BEGIN

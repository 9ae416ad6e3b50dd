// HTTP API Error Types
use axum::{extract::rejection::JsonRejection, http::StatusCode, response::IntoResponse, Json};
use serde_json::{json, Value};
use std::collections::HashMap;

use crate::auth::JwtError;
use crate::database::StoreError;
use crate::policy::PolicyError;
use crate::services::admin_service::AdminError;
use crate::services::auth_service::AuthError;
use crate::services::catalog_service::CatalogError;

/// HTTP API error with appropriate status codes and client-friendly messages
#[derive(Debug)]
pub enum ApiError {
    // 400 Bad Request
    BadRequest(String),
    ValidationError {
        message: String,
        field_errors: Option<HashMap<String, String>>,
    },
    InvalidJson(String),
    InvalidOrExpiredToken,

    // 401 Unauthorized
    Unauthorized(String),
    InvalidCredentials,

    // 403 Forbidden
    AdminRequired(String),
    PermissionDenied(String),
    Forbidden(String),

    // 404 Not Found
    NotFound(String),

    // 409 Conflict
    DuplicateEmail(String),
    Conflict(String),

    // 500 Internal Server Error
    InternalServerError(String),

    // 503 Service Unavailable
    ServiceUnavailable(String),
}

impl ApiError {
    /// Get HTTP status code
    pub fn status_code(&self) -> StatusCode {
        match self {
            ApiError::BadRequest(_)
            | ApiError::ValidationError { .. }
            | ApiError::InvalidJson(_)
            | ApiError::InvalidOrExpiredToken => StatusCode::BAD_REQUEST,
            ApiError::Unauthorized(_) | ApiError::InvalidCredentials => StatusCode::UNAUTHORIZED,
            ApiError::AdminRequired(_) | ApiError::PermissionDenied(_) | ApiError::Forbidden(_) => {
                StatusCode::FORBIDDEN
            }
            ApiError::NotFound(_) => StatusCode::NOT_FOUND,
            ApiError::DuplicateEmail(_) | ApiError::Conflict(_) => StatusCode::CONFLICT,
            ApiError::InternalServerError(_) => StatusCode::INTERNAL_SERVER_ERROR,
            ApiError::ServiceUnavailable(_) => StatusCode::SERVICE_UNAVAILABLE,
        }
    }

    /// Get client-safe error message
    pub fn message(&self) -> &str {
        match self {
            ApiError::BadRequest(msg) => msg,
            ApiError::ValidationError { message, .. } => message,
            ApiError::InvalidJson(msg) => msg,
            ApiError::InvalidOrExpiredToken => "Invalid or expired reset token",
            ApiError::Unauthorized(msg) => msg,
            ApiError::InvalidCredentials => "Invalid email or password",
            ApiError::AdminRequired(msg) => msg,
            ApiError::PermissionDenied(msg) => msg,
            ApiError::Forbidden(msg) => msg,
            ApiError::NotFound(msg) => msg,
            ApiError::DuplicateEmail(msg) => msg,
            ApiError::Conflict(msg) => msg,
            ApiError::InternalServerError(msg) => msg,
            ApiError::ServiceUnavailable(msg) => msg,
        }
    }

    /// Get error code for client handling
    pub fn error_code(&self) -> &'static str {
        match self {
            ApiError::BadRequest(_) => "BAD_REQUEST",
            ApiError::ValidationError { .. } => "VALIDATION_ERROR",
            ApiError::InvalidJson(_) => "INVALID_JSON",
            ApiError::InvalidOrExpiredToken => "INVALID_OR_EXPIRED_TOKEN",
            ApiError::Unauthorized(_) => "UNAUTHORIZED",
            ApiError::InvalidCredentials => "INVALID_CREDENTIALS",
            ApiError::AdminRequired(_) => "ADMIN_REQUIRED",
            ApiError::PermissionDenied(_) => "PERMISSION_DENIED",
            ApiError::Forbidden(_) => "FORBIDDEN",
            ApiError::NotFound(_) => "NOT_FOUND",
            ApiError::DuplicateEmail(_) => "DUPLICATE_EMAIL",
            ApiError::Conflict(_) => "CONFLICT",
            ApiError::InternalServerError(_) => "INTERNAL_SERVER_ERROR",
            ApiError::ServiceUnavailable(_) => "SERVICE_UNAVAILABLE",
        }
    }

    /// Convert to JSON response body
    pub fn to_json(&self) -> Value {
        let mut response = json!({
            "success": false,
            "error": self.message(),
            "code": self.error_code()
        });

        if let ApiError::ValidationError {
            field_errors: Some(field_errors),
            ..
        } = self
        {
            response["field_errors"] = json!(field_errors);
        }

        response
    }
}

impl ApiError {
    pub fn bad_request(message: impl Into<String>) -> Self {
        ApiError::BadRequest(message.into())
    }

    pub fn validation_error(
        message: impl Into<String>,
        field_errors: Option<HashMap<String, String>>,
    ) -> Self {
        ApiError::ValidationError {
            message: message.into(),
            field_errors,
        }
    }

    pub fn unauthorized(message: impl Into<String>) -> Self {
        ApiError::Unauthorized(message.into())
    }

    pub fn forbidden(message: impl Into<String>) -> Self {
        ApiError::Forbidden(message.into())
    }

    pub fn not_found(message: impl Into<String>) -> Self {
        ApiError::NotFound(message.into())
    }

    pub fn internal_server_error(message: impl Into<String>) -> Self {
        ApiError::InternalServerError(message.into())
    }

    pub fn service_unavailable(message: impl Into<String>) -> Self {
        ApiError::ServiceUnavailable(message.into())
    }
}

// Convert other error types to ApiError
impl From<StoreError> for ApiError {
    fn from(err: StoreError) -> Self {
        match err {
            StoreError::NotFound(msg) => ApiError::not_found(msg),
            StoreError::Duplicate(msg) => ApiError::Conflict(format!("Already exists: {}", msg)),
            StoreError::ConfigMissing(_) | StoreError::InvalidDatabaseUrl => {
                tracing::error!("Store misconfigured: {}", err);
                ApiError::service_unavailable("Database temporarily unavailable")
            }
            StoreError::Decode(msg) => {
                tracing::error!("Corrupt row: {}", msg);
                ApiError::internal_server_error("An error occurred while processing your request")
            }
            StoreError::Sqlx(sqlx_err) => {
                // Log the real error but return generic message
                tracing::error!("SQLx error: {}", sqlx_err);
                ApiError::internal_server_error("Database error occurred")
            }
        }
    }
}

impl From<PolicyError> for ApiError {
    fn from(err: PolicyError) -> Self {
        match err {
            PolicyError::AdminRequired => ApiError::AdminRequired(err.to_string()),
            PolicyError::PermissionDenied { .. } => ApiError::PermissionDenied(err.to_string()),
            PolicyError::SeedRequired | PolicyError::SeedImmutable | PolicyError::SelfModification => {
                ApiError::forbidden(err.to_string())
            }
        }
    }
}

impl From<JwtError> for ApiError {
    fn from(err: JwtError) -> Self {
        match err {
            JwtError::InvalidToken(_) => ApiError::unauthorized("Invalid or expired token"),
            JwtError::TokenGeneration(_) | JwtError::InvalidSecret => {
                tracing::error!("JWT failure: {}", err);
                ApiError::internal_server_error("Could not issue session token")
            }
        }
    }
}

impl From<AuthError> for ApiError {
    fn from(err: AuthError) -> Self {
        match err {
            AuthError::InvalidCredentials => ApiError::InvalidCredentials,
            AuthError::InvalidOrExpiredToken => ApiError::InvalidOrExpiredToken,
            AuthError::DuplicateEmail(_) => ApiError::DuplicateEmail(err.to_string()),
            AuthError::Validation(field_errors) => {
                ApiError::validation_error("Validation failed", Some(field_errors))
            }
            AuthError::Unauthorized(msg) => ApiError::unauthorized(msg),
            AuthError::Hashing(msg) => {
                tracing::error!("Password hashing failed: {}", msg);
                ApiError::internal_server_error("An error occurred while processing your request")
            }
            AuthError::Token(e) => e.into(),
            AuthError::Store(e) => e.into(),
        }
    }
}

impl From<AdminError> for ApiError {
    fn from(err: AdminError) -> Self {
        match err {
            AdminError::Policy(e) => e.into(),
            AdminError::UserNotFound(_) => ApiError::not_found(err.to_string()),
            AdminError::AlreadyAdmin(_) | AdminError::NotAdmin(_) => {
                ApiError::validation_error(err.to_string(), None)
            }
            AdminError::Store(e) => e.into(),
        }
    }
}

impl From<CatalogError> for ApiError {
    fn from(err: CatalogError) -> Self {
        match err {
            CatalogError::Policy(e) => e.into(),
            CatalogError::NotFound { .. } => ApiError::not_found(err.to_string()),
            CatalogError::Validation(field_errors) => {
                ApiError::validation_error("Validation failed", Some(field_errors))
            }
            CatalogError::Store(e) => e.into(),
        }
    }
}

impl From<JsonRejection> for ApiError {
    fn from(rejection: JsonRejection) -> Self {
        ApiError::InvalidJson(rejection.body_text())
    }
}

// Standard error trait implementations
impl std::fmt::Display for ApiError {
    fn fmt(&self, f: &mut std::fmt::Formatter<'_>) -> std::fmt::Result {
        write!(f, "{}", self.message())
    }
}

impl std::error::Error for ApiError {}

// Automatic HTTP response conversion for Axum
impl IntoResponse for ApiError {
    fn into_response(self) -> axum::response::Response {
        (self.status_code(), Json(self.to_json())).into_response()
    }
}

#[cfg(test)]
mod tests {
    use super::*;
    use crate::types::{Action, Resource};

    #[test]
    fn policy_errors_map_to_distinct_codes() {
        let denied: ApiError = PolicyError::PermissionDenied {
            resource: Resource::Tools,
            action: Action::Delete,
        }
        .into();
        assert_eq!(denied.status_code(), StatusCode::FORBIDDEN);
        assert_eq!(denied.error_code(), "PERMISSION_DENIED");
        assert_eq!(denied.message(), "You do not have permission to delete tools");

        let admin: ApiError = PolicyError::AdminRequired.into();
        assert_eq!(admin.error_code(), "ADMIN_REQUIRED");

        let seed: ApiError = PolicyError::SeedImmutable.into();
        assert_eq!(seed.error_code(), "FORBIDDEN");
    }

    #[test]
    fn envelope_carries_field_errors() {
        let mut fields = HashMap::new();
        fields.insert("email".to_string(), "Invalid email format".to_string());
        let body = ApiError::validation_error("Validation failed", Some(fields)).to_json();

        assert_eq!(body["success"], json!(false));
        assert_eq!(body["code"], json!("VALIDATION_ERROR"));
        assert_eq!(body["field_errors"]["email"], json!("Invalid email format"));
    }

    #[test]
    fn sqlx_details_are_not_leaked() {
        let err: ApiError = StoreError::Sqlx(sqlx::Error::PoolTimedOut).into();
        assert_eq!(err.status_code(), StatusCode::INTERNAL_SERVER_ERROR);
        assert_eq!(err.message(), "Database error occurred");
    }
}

END

**Exercise directions**
From the start of the data to the line that holds "use crate::services::auth_service::AuthError;", retype each line exactly, with both ends included.

**Worked solution**
repository 9ae416ad6e3b50dd
// HTTP API Error Types
use axum::{extract::rejection::JsonRejection, http::StatusCode, response::IntoResponse, Json};
use serde_json::{json, Value};
use std::collections::HashMap;

use crate::auth::JwtError;
use crate::database::StoreError;
use crate::policy::PolicyError;
use crate::services::admin_service::AdminError;
use crate::services::auth_service::AuthError;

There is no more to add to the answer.